Reportage L'opposition continue de protester contre la candidature du
Président Wade.

«Que Wade s'en aille !» Hier, ce fut un jour de colère à Dakar. Les
manifestants qui se sont rassemblés par milliers sur la place de
l'Obélisque entendaient bien exprimer leur révolte face à la
candidature d'Abdoulaye Wade, président sortant qui se représente une
fois de plus avec la bénédiction du Conseil constitutionnel, alors
qu'il a déjà accompli les deux mandats autorisés par la loi.
«Aujourd'hui, tout est permis, il faut s'attendre au chaos»,
s'exclamait Ibrahima, un chef d'entreprise venu exprimer son
mécontentement. Pour l'opposition, la manifestation d'hier, autorisée
à la dernière minute, était l'occasion de démontrer enfin sa force
après les incidents meurtriers du week-end.
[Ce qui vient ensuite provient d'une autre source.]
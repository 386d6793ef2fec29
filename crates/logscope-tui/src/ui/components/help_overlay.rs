use ratatui::{
    Frame,
    style::{Color, Modifier, Style},
    text::{Line, Span},
    widgets::{Block, Borders, Clear, Paragraph},
};

use crate::ui::Layout;

/// Help overlay showing keybindings
pub struct HelpOverlay;

impl HelpOverlay {
    pub fn render(frame: &mut Frame) {
        let popup_area = Layout::popup(frame.area(), 50, 30);
        frame.render_widget(Clear, popup_area);

        let help_text = vec![
            Line::from(Span::styled(
                "Keybindings",
                Style::default().add_modifier(Modifier::BOLD),
            )),
            Line::from(""),
            Self::section("Navigation"),
            Self::key_line("j/↓", "Select next entry"),
            Self::key_line("k/↑", "Select previous entry"),
            Self::key_line("Ctrl+d", "Page down"),
            Self::key_line("Ctrl+u", "Page up"),
            Self::key_line("g", "Go to top"),
            Self::key_line("G", "Go to bottom"),
            Line::from(""),
            Self::section("Display"),
            Self::key_line("f", "Toggle follow mode"),
            Self::key_line("t", "Toggle timestamps"),
            Self::key_line("Enter", "Expand/collapse entry"),
            Self::key_line("/", "Filter by text"),
            Self::key_line("n", "Clear text filter"),
            Self::key_line("l/L", "Cycle level filter"),
            Line::from(""),
            Self::section("Stream"),
            Self::key_line("s", "Start streaming"),
            Self::key_line("x", "Stop streaming"),
            Self::key_line("o", "Switch container"),
            Self::key_line("c", "Clear logs"),
            Self::key_line("e", "Export logs to file"),
            Self::key_line("Esc", "Dismiss notice"),
            Self::key_line("?", "Toggle this help"),
            Self::key_line("q", "Quit"),
        ];

        let help_widget = Paragraph::new(help_text).block(
            Block::default()
                .borders(Borders::ALL)
                .border_style(Style::default().fg(Color::Cyan))
                .title(Span::styled(
                    " Help ",
                    Style::default().fg(Color::Cyan).add_modifier(Modifier::BOLD),
                )),
        );

        frame.render_widget(help_widget, popup_area);
    }

    fn section(title: &str) -> Line<'_> {
        Line::from(Span::styled(title, Style::default().fg(Color::Yellow)))
    }

    fn key_line<'a>(key: &'a str, desc: &'a str) -> Line<'a> {
        Line::from(vec![
            Span::styled(format!("  {:>8}", key), Style::default().fg(Color::Green)),
            Span::styled(format!("  {}", desc), Style::default().fg(Color::White)),
        ])
    }
}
Pourtant, les leaders de l'opposition avaient d'abord semblé sonnés,
vendredi, quand fut annoncée la décision du Conseil constitutionnel
validant la candidature du président en exercice, alors que celle du
célèbre chanteur Youssou Ndour était, elle, invalidée. Mais, très
vite, les chefs ont été débordés par leurs troupes : dès l'annonce de
la liste des candidatures, un rassemblement de jeunes en colère
provoque des violences et la mort d'un jeune policier à Dakar.
Dimanche, les opposants regroupés au sein du Mouvement du 23 juin
(M23) lancent un «appel à la résistance républicaine» et annoncent le
rassemblement d'hier hier. Dénonçant un «coup d'Etat constitutionnel»,
les militants du M23 voulaient protester aussi contre l'arrestation,
vendredi, d'Alioune Tine, coordinateur du mouvement et président d'une
célèbre organisation de défense des droits de l'homme. Il a finalement
été libéré lundi.

Psychose. Mais en dépit de l'envie largement partagée de voir Wade, 85
ans, quitter le pouvoir, nombreux étaient les Sénégalais qui
redoutaient une explosion de violences. «Les Sénégalais ne sont pas
fous, ils ont peur», constatait, peu avant la manifestation, Awa, une
pimpante secrétaire en chemisier à fleurs. Quand la population a
appris que les policiers avaient tiré à balles réelles sur des
manifestants, tuant deux civils lundi à Podor, dans le nord du pays,
la psychose est encore montée d'un cran. L'une des deux victimes était
une femme qui rentrait du marché. L'autre, un collégien de 14 ans.
Lors de la manifestation d'hier à Dakar, une voiture de police a
renversé cinq personnes, tuant une petite fille, selon les médias
locaux.

Jusqu'où l'opposition peut-elle aller pour protester contre la main
mise de Wade sur le pouvoir depuis 2000 ? Hier, la mobilisation n'a
pas été facilitée par l'appel à «cultiver la paix» et à «respecter les
lois» lancé samedi par le porte-parole du Khalife général des
mourides, une des principales confréries musulmanes du pays. Leur
influence sur les nombreux fidèles reste très forte au Sénégal, et
elle a souvent été utilisée par les tenants du pouvoir.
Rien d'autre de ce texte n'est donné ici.